This wording has been there since 1993. On its face it means that the parties are to work together in a co-operative manner. The bed-fellow of the phrase “mutual trust and co-operation” is “good faith”. That is explained as a contractual duty to be “honest, fair and reasonable and not attempt to improperly exploit” the other party to the contract. I baulk; I mutter “as if”!

Is it possible to suggest that our beloved building and contracting world would attempt to exploit, to take advantage, of the other party? My mind runs to the next adjudication where it is argued that X is being “unfair” to Y. That notion, said one judge, is difficult to police because it is so subjective.

Good faith has conveyed ideas of playing fair, coming clean or putting one’s cards face upwards on the table. “Dear me, no,” say the lawyers in these lands hereabouts. We have not committed ourselves to any overriding principle of good faith. Instead we have developed particular solutions to problems of unfairness … we strike down unconscionable bargains, we legislate against unfair contract terms. We didn’t like the EU when it imported a requirement of good faith. Damn it: there is a real possibility that disputes would become so plagued by these notions as to undermine what the contract says on its face!

A party cannot enforce a contractual stipulation in its favour, if it is the counterpart of another obligation which it has breached

So, what’s up? Dragados is the main contractor for the harbour extension at Nigg Bay, near Aberdeen. Its subcontract for dredging just over 2 million m³ of work was placed with Van Oord UK Ltd. It was for £26.4m. The per m³ rate of £7.48 was an all-in blended rate, taking in its costs for both easier and more difficult dredging. That was in May 2018.

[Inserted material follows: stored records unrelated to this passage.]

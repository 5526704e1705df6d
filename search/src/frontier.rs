//! FIFO frontier with `(state, depth)` loop detection.
//!
//! The visited set is ordered; no search result depends on hasher state.

use std::collections::{BTreeSet, VecDeque};

use blocks_kernel::canon::key::CanonicalKey;

use crate::recorder::NodeId;

/// Breadth-first frontier.
///
/// Maintains:
/// - a `VecDeque` of node ids awaiting expansion, in discovery order
/// - a `BTreeSet` of `(canonical key, depth)` pairs already discovered
/// - the queue-length high-water mark
#[derive(Debug, Default)]
pub struct Frontier {
    queue: VecDeque<NodeId>,
    visited: BTreeSet<(CanonicalKey, u32)>,
    high_water: u64,
}

impl Frontier {
    #[must_use]
    pub fn new() -> Self {
        Self::default()
    }

    /// Record a `(key, depth)` pair. Returns `false` if it was already seen.
    ///
    /// The same configuration at a different depth is a distinct entry.
    pub fn discover(&mut self, key: CanonicalKey, depth: u32) -> bool {
        self.visited.insert((key, depth))
    }

    /// Enqueue a node.
    pub fn push(&mut self, id: NodeId) {
        self.queue.push_back(id);
        let size = self.queue.len() as u64;
        if size > self.high_water {
            self.high_water = size;
        }
    }

    /// Dequeue the oldest node.
    pub fn pop(&mut self) -> Option<NodeId> {
        self.queue.pop_front()
    }

    /// Queued ids, oldest first.
    pub fn queued(&self) -> impl Iterator<Item = NodeId> + '_ {
        self.queue.iter().copied()
    }

    #[must_use]
    pub fn len(&self) -> usize {
        self.queue.len()
    }

    #[must_use]
    pub fn is_empty(&self) -> bool {
        self.queue.is_empty()
    }

    #[must_use]
    pub fn high_water(&self) -> u64 {
        self.high_water
    }

    /// Number of distinct `(key, depth)` pairs seen.
    #[must_use]
    pub fn visited_len(&self) -> usize {
        self.visited.len()
    }
}
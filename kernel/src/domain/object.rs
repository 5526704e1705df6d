//! Object identity, catalog entries and external input records.

use std::fmt;

use serde::{Deserialize, Serialize};

use crate::domain::shape::Shape;

/// Identity of an object. Unique within a state; may be sparse.
#[derive(Debug, Clone, Copy, PartialEq, Eq, PartialOrd, Ord, Hash, Serialize, Deserialize)]
#[serde(transparent)]
pub struct ObjectId(pub u32);

impl fmt::Display for ObjectId {
    fn fmt(&self, f: &mut fmt::Formatter<'_>) -> fmt::Result {
        write!(f, "{}", self.0)
    }
}

impl From<u32> for ObjectId {
    fn from(raw: u32) -> Self {
        Self(raw)
    }
}

/// The immutable part of an object: what it is, never where it is.
#[derive(Debug, Clone, PartialEq, Eq)]
pub struct CatalogEntry {
    pub id: ObjectId,
    pub name: String,
    pub shape: Shape,
}

/// One object as supplied by (and handed back to) external collaborators.
///
/// `support_id` is `None` only for the table. Extra fields present in source
/// documents (material, weight, opacity) are ignored on input.
#[derive(Debug, Clone, PartialEq, Eq, Serialize, Deserialize)]
pub struct ObjectRecord {
    pub id: ObjectId,
    pub name: String,
    pub shape: Shape,
    #[serde(default)]
    pub support_id: Option<ObjectId>,
    #[serde(default)]
    pub lying: bool,
}

impl ObjectRecord {
    /// A table record (no support).
    #[must_use]
    pub fn table(id: u32, name: &str) -> Self {
        Self {
            id: ObjectId(id),
            name: name.to_string(),
            shape: Shape::Table,
            support_id: None,
            lying: false,
        }
    }

    /// A non-table record resting on `support`, standing.
    #[must_use]
    pub fn on(id: u32, name: &str, shape: Shape, support: u32) -> Self {
        Self {
            id: ObjectId(id),
            name: name.to_string(),
            shape,
            support_id: Some(ObjectId(support)),
            lying: false,
        }
    }

    /// Builder: set the lying flag.
    #[must_use]
    pub fn lying(mut self, lying: bool) -> Self {
        self.lying = lying;
        self
    }
}

/// Read-only view of one object inside a state.
#[derive(Debug, Clone, Copy, PartialEq, Eq)]
pub struct ObjectView<'a> {
    pub id: ObjectId,
    pub name: &'a str,
    pub shape: Shape,
    pub support: Option<ObjectId>,
    pub lying: bool,
}

impl ObjectView<'_> {
    /// Convert back into an owned input record.
    #[must_use]
    pub fn to_record(&self) -> ObjectRecord {
        ObjectRecord {
            id: self.id,
            name: self.name.to_string(),
            shape: self.shape,
            support_id: self.support,
            lying: self.lying,
        }
    }
}
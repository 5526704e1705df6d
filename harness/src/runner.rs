//! Strategy dispatch: run one search and fold the result into a report.
//!
//! The runner owns no search logic. It picks the engine for a
//! [`Strategy`], then attaches the analysis and (optionally) the graph.

use std::fmt;
use std::str::FromStr;

use serde::{Deserialize, Serialize};
use tracing::info;

use blocks_kernel::operators::action::Direction;
use blocks_search::{
    bfs, bfs_all_solutions, exhaustive_search, reverse_bfs, GraphExport, SearchContext,
    SearchOutcome, SearchStats, SolutionAnalysis, SolutionPath, Termination,
};

use crate::error::HarnessError;

/// Which engine to run.
#[derive(Debug, Clone, Copy, PartialEq, Eq, Serialize, Deserialize)]
#[serde(tag = "kind", rename_all = "snake_case")]
pub enum Strategy {
    /// Forward BFS, first solution.
    Bfs,
    /// BFS keeping every solution within the depth bound.
    BfsAll { direction: Direction },
    /// BFS from the goal, presented start to goal.
    Reverse,
    /// DFS over all distinct action sequences.
    Exhaustive { direction: Direction },
}

impl Strategy {
    #[must_use]
    pub const fn name(self) -> &'static str {
        match self {
            Self::Bfs => "bfs",
            Self::BfsAll {
                direction: Direction::Forward,
            } => "bfs_all",
            Self::BfsAll {
                direction: Direction::Reverse,
            } => "bfs_all_reverse",
            Self::Reverse => "reverse",
            Self::Exhaustive {
                direction: Direction::Forward,
            } => "exhaustive",
            Self::Exhaustive {
                direction: Direction::Reverse,
            } => "exhaustive_reverse",
        }
    }
}

impl fmt::Display for Strategy {
    fn fmt(&self, f: &mut fmt::Formatter<'_>) -> fmt::Result {
        f.write_str(self.name())
    }
}

impl FromStr for Strategy {
    type Err = HarnessError;

    fn from_str(s: &str) -> Result<Self, Self::Err> {
        match s.trim().to_ascii_lowercase().as_str() {
            "bfs" => Ok(Self::Bfs),
            "bfs_all" | "all" => Ok(Self::BfsAll {
                direction: Direction::Forward,
            }),
            "bfs_all_reverse" => Ok(Self::BfsAll {
                direction: Direction::Reverse,
            }),
            "reverse" | "reverse_bfs" => Ok(Self::Reverse),
            "exhaustive" => Ok(Self::Exhaustive {
                direction: Direction::Forward,
            }),
            "exhaustive_reverse" => Ok(Self::Exhaustive {
                direction: Direction::Reverse,
            }),
            other => Err(HarnessError::Parse {
                what: "strategy".into(),
                detail: format!("unknown strategy {other:?}"),
            }),
        }
    }
}

/// Everything one run produced, ready for persistence.
#[derive(Debug, Clone, PartialEq, Eq, Serialize, Deserialize)]
pub struct RunReport {
    pub strategy: Strategy,
    pub termination: Termination,
    /// `false` when a budget or solution cap cut the run short.
    pub complete: bool,
    pub solutions: Vec<SolutionPath>,
    pub analysis: SolutionAnalysis,
    pub stats: SearchStats,
    /// Present for BFS strategies when the policy records the graph.
    #[serde(default, skip_serializing_if = "Option::is_none")]
    pub graph: Option<GraphExport>,
}

impl RunReport {
    /// The shortest solution found, if any.
    #[must_use]
    pub fn best(&self) -> Option<&SolutionPath> {
        self.solutions.iter().min_by_key(|p| p.len())
    }

    fn from_bfs(strategy: Strategy, outcome: SearchOutcome, record_graph: bool) -> Self {
        let graph = record_graph.then(|| outcome.recorder.export_graph(true));
        Self {
            strategy,
            termination: outcome.termination,
            complete: outcome.termination.is_complete(),
            analysis: SolutionAnalysis::of(&outcome.solutions),
            solutions: outcome.solutions,
            stats: outcome.stats,
            graph,
        }
    }
}

/// Run `strategy` on `ctx`.
///
/// # Errors
///
/// Returns [`HarnessError::Search`] if the engine cannot start (for example
/// the worker pool fails to build).
pub fn run(ctx: &SearchContext, strategy: Strategy) -> Result<RunReport, HarnessError> {
    let record_graph = ctx.policy().record_graph;
    let report = match strategy {
        Strategy::Bfs => RunReport::from_bfs(strategy, bfs(ctx)?, record_graph),
        Strategy::BfsAll { direction } => RunReport::from_bfs(
            strategy,
            bfs_all_solutions(ctx, direction)?,
            record_graph,
        ),
        Strategy::Reverse => RunReport::from_bfs(strategy, reverse_bfs(ctx)?, record_graph),
        Strategy::Exhaustive { direction } => {
            let outcome = exhaustive_search(ctx, direction);
            RunReport {
                strategy,
                termination: outcome.termination,
                complete: outcome.complete,
                analysis: SolutionAnalysis::of(&outcome.solutions),
                solutions: outcome.solutions,
                stats: outcome.stats,
                graph: None,
            }
        }
    };
    info!(
        strategy = %strategy,
        solutions = report.solutions.len(),
        complete = report.complete,
        expansions = report.stats.expansions,
        "run_complete"
    );
    Ok(report)
}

Dragados then issued an instruction omitting 400,000m³ of work, and then later one for another 300,000m³. It also said to Van Oord that the rate then payable for the work done via NEC3 was £5.82/m³, then that it was £3.80/m³. That was, said Dragados, just the way the “defined cost” system in NEC contracts works.

But there is a snag. Unbeknown to Van Oord, the omitted works were placed with two other subcontractors. But, it’s not in this subcontract to remove works from the employed subcontractor to have it done by some other subcontractor. To do that, said all of the judges, was a breach of contract. So now what?

Dragados persuaded the first-instance court that the NEC compensation events and defined cost machinery applied even to such breaches of contract. Those rules pointed to reducing the rate for all the work done by Van Oord from £7.48/m³ to £3.38/m³. Van Oord argued for its £7.48/m³ rate.

NEC compensation event machinery and defined costs machinery cannot be used as a gotcha by the outfit that breached the bargain

But the Court of Appeal took hold of clause 10. It rejected the first-instance judge’s remark that, “I do not consider that [Van Oord’s] argument based on clause 10.1 adds anything to what has already been discussed.” The upper court said that it did. “In our view, clause 10.1 is not merely an avowal of aspiration. Instead it reflects and reinforces the general principle of good faith in contract.”

Oh dear! It has taken damn near 30 years to get that bald statement from the courts. NEC folk have been saying it for all that time.

So what? Here is what this means:

  • A contracting party will not in normal circumstances be entitled to take advantage of its own breach of contract.
  • A subcontractor is not obliged to obey an instruction issued in breach of contract.
  • Clear language is required to place one contracting party completely at the mercy of the other.

Or, in lawyer language – the words of the ruling: “A party cannot enforce a contractual stipulation in its favour, if it is the counterpart of another obligation which it has breached.” It’s called, said the Court of Appeal, “the doctrine of mutuality”.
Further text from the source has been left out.